Return every entry exactly.

TASK DATA:
=== Section Start ===

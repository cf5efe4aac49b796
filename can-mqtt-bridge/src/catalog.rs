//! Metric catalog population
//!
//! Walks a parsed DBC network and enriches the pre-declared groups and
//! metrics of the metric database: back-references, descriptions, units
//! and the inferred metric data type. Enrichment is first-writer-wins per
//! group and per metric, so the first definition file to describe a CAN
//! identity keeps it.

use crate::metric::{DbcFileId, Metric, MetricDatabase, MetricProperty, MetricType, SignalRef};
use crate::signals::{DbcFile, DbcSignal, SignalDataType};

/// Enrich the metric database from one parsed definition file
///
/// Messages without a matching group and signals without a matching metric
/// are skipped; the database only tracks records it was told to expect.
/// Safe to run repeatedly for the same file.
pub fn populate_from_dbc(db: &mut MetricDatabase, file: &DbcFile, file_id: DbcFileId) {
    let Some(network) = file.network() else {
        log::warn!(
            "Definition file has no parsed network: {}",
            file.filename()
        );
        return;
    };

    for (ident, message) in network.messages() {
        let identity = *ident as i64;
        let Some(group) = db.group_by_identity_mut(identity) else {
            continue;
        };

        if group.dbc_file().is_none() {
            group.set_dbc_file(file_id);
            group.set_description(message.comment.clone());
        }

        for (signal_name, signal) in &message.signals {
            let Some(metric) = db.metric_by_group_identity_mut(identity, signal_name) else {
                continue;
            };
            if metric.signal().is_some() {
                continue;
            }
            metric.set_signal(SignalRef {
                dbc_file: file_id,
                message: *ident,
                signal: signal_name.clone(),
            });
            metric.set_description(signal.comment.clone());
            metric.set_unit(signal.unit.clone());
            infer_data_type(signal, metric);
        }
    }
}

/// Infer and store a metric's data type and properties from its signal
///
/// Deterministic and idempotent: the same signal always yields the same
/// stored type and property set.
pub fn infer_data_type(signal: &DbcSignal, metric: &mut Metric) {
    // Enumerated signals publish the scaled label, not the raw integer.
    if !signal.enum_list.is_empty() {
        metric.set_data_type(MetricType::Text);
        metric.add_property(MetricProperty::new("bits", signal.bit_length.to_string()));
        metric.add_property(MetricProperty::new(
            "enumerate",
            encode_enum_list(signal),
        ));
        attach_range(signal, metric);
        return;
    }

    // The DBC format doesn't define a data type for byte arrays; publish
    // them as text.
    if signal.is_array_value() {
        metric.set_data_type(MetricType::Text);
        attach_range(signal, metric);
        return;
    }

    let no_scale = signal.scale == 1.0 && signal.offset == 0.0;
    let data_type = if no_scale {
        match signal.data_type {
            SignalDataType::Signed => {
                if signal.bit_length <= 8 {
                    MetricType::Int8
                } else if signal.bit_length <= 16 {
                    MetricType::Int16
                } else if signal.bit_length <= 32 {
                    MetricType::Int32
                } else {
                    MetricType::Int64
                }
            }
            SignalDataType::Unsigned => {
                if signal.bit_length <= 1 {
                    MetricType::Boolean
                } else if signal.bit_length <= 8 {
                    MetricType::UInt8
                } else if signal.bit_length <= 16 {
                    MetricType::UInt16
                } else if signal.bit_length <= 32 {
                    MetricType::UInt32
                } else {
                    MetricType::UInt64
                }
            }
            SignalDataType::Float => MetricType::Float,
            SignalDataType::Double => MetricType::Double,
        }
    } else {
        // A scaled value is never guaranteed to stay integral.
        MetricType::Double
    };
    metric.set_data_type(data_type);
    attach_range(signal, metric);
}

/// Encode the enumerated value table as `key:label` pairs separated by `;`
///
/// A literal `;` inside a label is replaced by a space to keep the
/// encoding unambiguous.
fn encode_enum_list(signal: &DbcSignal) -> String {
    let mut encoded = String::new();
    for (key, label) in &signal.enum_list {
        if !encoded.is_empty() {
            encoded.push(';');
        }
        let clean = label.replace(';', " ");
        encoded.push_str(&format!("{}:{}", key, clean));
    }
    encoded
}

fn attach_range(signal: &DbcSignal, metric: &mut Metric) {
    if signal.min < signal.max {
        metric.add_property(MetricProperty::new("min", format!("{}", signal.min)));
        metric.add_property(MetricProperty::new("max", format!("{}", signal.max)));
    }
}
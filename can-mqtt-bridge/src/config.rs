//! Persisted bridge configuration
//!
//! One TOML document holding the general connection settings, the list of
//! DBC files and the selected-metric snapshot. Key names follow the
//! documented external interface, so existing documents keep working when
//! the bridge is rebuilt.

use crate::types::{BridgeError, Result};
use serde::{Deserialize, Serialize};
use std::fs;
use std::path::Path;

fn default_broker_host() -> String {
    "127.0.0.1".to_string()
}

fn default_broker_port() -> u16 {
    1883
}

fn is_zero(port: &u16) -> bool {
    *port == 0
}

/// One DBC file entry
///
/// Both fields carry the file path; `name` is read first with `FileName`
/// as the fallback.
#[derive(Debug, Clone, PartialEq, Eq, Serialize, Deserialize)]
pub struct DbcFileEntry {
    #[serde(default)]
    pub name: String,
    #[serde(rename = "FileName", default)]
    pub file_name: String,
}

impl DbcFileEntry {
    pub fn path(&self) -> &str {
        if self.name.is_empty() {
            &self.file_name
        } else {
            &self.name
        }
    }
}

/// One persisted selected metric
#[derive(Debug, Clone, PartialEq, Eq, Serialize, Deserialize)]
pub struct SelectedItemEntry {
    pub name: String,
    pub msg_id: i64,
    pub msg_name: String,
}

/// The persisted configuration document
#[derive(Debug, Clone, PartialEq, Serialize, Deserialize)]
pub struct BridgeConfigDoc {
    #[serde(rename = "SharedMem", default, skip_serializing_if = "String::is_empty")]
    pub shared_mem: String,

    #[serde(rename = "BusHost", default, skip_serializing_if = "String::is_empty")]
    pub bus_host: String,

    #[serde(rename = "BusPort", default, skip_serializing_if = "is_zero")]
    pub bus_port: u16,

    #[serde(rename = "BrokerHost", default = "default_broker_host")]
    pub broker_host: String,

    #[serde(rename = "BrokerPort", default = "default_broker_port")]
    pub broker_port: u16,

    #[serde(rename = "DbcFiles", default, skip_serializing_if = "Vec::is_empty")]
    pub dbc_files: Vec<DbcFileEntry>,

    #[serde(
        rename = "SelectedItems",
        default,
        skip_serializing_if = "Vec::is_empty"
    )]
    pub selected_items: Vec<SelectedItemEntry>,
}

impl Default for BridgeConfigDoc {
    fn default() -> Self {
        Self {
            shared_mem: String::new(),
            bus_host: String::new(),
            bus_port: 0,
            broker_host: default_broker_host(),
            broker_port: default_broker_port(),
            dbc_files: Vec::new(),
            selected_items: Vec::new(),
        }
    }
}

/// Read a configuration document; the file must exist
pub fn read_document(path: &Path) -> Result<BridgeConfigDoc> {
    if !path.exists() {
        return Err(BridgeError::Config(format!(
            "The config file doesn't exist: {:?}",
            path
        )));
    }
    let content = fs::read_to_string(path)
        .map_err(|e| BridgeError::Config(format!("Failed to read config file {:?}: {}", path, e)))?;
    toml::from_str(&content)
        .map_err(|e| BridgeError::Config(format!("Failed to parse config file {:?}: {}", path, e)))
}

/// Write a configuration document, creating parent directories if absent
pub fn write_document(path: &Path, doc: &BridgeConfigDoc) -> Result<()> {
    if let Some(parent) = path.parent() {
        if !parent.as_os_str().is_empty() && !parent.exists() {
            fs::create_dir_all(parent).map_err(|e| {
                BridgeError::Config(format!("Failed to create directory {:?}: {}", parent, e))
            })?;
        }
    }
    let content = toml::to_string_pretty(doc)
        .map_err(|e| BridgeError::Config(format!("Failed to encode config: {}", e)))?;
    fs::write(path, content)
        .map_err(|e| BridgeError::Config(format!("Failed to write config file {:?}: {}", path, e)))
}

=== Section End ===

ANSWER TO THIS PROBLEM:
repository cf5efe4aac49b796
filename can-mqtt-bridge/src/catalog.rs
//! Metric catalog population
//!
//! Walks a parsed DBC network and enriches the pre-declared groups and
//! metrics of the metric database: back-references, descriptions, units
//! and the inferred metric data type. Enrichment is first-writer-wins per
//! group and per metric, so the first definition file to describe a CAN
//! identity keeps it.

use crate::metric::{DbcFileId, Metric, MetricDatabase, MetricProperty, MetricType, SignalRef};
use crate::signals::{DbcFile, DbcSignal, SignalDataType};

/// Enrich the metric database from one parsed definition file
///
/// Messages without a matching group and signals without a matching metric
/// are skipped; the database only tracks records it was told to expect.
/// Safe to run repeatedly for the same file.
pub fn populate_from_dbc(db: &mut MetricDatabase, file: &DbcFile, file_id: DbcFileId) {
    let Some(network) = file.network() else {
        log::warn!(
            "Definition file has no parsed network: {}",
            file.filename()
        );
        return;
    };

    for (ident, message) in network.messages() {
        let identity = *ident as i64;
        let Some(group) = db.group_by_identity_mut(identity) else {
            continue;
        };

        if group.dbc_file().is_none() {
            group.set_dbc_file(file_id);
            group.set_description(message.comment.clone());
        }

        for (signal_name, signal) in &message.signals {
            let Some(metric) = db.metric_by_group_identity_mut(identity, signal_name) else {
                continue;
            };
            if metric.signal().is_some() {
                continue;
            }
            metric.set_signal(SignalRef {
                dbc_file: file_id,
                message: *ident,
                signal: signal_name.clone(),
            });
            metric.set_description(signal.comment.clone());
            metric.set_unit(signal.unit.clone());
            infer_data_type(signal, metric);
        }
    }
}

/// Infer and store a metric's data type and properties from its signal
///
/// Deterministic and idempotent: the same signal always yields the same
/// stored type and property set.
pub fn infer_data_type(signal: &DbcSignal, metric: &mut Metric) {
    // Enumerated signals publish the scaled label, not the raw integer.
    if !signal.enum_list.is_empty() {
        metric.set_data_type(MetricType::Text);
        metric.add_property(MetricProperty::new("bits", signal.bit_length.to_string()));
        metric.add_property(MetricProperty::new(
            "enumerate",
            encode_enum_list(signal),
        ));
        attach_range(signal, metric);
        return;
    }

    // The DBC format doesn't define a data type for byte arrays; publish
    // them as text.
    if signal.is_array_value() {
        metric.set_data_type(MetricType::Text);
        attach_range(signal, metric);
        return;
    }

    let no_scale = signal.scale == 1.0 && signal.offset == 0.0;
    let data_type = if no_scale {
        match signal.data_type {
            SignalDataType::Signed => {
                if signal.bit_length <= 8 {
                    MetricType::Int8
                } else if signal.bit_length <= 16 {
                    MetricType::Int16
                } else if signal.bit_length <= 32 {
                    MetricType::Int32
                } else {
                    MetricType::Int64
                }
            }
            SignalDataType::Unsigned => {
                if signal.bit_length <= 1 {
                    MetricType::Boolean
                } else if signal.bit_length <= 8 {
                    MetricType::UInt8
                } else if signal.bit_length <= 16 {
                    MetricType::UInt16
                } else if signal.bit_length <= 32 {
                    MetricType::UInt32
                } else {
                    MetricType::UInt64
                }
            }
            SignalDataType::Float => MetricType::Float,
            SignalDataType::Double => MetricType::Double,
        }
    } else {
        // A scaled value is never guaranteed to stay integral.
        MetricType::Double
    };
    metric.set_data_type(data_type);
    attach_range(signal, metric);
}

/// Encode the enumerated value table as `key:label` pairs separated by `;`
///
/// A literal `;` inside a label is replaced by a space to keep the
/// encoding unambiguous.
fn encode_enum_list(signal: &DbcSignal) -> String {
    let mut encoded = String::new();
    for (key, label) in &signal.enum_list {
        if !encoded.is_empty() {
            encoded.push(';');
        }
        let clean = label.replace(';', " ");
        encoded.push_str(&format!("{}:{}", key, clean));
    }
    encoded
}

fn attach_range(signal: &DbcSignal, metric: &mut Metric) {
    if signal.min < signal.max {
        metric.add_property(MetricProperty::new("min", format!("{}", signal.min)));
        metric.add_property(MetricProperty::new("max", format!("{}", signal.max)));
    }
}
filename can-mqtt-bridge/src/config.rs
//! Persisted bridge configuration
//!
//! One TOML document holding the general connection settings, the list of
//! DBC files and the selected-metric snapshot. Key names follow the
//! documented external interface, so existing documents keep working when
//! the bridge is rebuilt.

use crate::types::{BridgeError, Result};
use serde::{Deserialize, Serialize};
use std::fs;
use std::path::Path;

fn default_broker_host() -> String {
    "127.0.0.1".to_string()
}

fn default_broker_port() -> u16 {
    1883
}

fn is_zero(port: &u16) -> bool {
    *port == 0
}

/// One DBC file entry
///
/// Both fields carry the file path; `name` is read first with `FileName`
/// as the fallback.
#[derive(Debug, Clone, PartialEq, Eq, Serialize, Deserialize)]
pub struct DbcFileEntry {
    #[serde(default)]
    pub name: String,
    #[serde(rename = "FileName", default)]
    pub file_name: String,
}

impl DbcFileEntry {
    pub fn path(&self) -> &str {
        if self.name.is_empty() {
            &self.file_name
        } else {
            &self.name
        }
    }
}

/// One persisted selected metric
#[derive(Debug, Clone, PartialEq, Eq, Serialize, Deserialize)]
pub struct SelectedItemEntry {
    pub name: String,
    pub msg_id: i64,
    pub msg_name: String,
}

/// The persisted configuration document
#[derive(Debug, Clone, PartialEq, Serialize, Deserialize)]
pub struct BridgeConfigDoc {
    #[serde(rename = "SharedMem", default, skip_serializing_if = "String::is_empty")]
    pub shared_mem: String,

    #[serde(rename = "BusHost", default, skip_serializing_if = "String::is_empty")]
    pub bus_host: String,

    #[serde(rename = "BusPort", default, skip_serializing_if = "is_zero")]
    pub bus_port: u16,

    #[serde(rename = "BrokerHost", default = "default_broker_host")]
    pub broker_host: String,

    #[serde(rename = "BrokerPort", default = "default_broker_port")]
    pub broker_port: u16,

    #[serde(rename = "DbcFiles", default, skip_serializing_if = "Vec::is_empty")]
    pub dbc_files: Vec<DbcFileEntry>,

    #[serde(
        rename = "SelectedItems",
        default,
        skip_serializing_if = "Vec::is_empty"
    )]
    pub selected_items: Vec<SelectedItemEntry>,
}

impl Default for BridgeConfigDoc {
    fn default() -> Self {
        Self {
            shared_mem: String::new(),
            bus_host: String::new(),
            bus_port: 0,
            broker_host: default_broker_host(),
            broker_port: default_broker_port(),
            dbc_files: Vec::new(),
            selected_items: Vec::new(),
        }
    }
}

/// Read a configuration document; the file must exist
pub fn read_document(path: &Path) -> Result<BridgeConfigDoc> {
    if !path.exists() {
        return Err(BridgeError::Config(format!(
            "The config file doesn't exist: {:?}",
            path
        )));
    }
    let content = fs::read_to_string(path)
        .map_err(|e| BridgeError::Config(format!("Failed to read config file {:?}: {}", path, e)))?;
    toml::from_str(&content)
        .map_err(|e| BridgeError::Config(format!("Failed to parse config file {:?}: {}", path, e)))
}

/// Write a configuration document, creating parent directories if absent
pub fn write_document(path: &Path, doc: &BridgeConfigDoc) -> Result<()> {
    if let Some(parent) = path.parent() {
        if !parent.as_os_str().is_empty() && !parent.exists() {
            fs::create_dir_all(parent).map_err(|e| {
                BridgeError::Config(format!("Failed to create directory {:?}: {}", parent, e))
            })?;
        }
    }
    let content = toml::to_string_pretty(doc)
        .map_err(|e| BridgeError::Config(format!("Failed to encode config: {}", e)))?;
    fs::write(path, content)
        .map_err(|e| BridgeError::Config(format!("Failed to write config file {:?}: {}", path, e)))
}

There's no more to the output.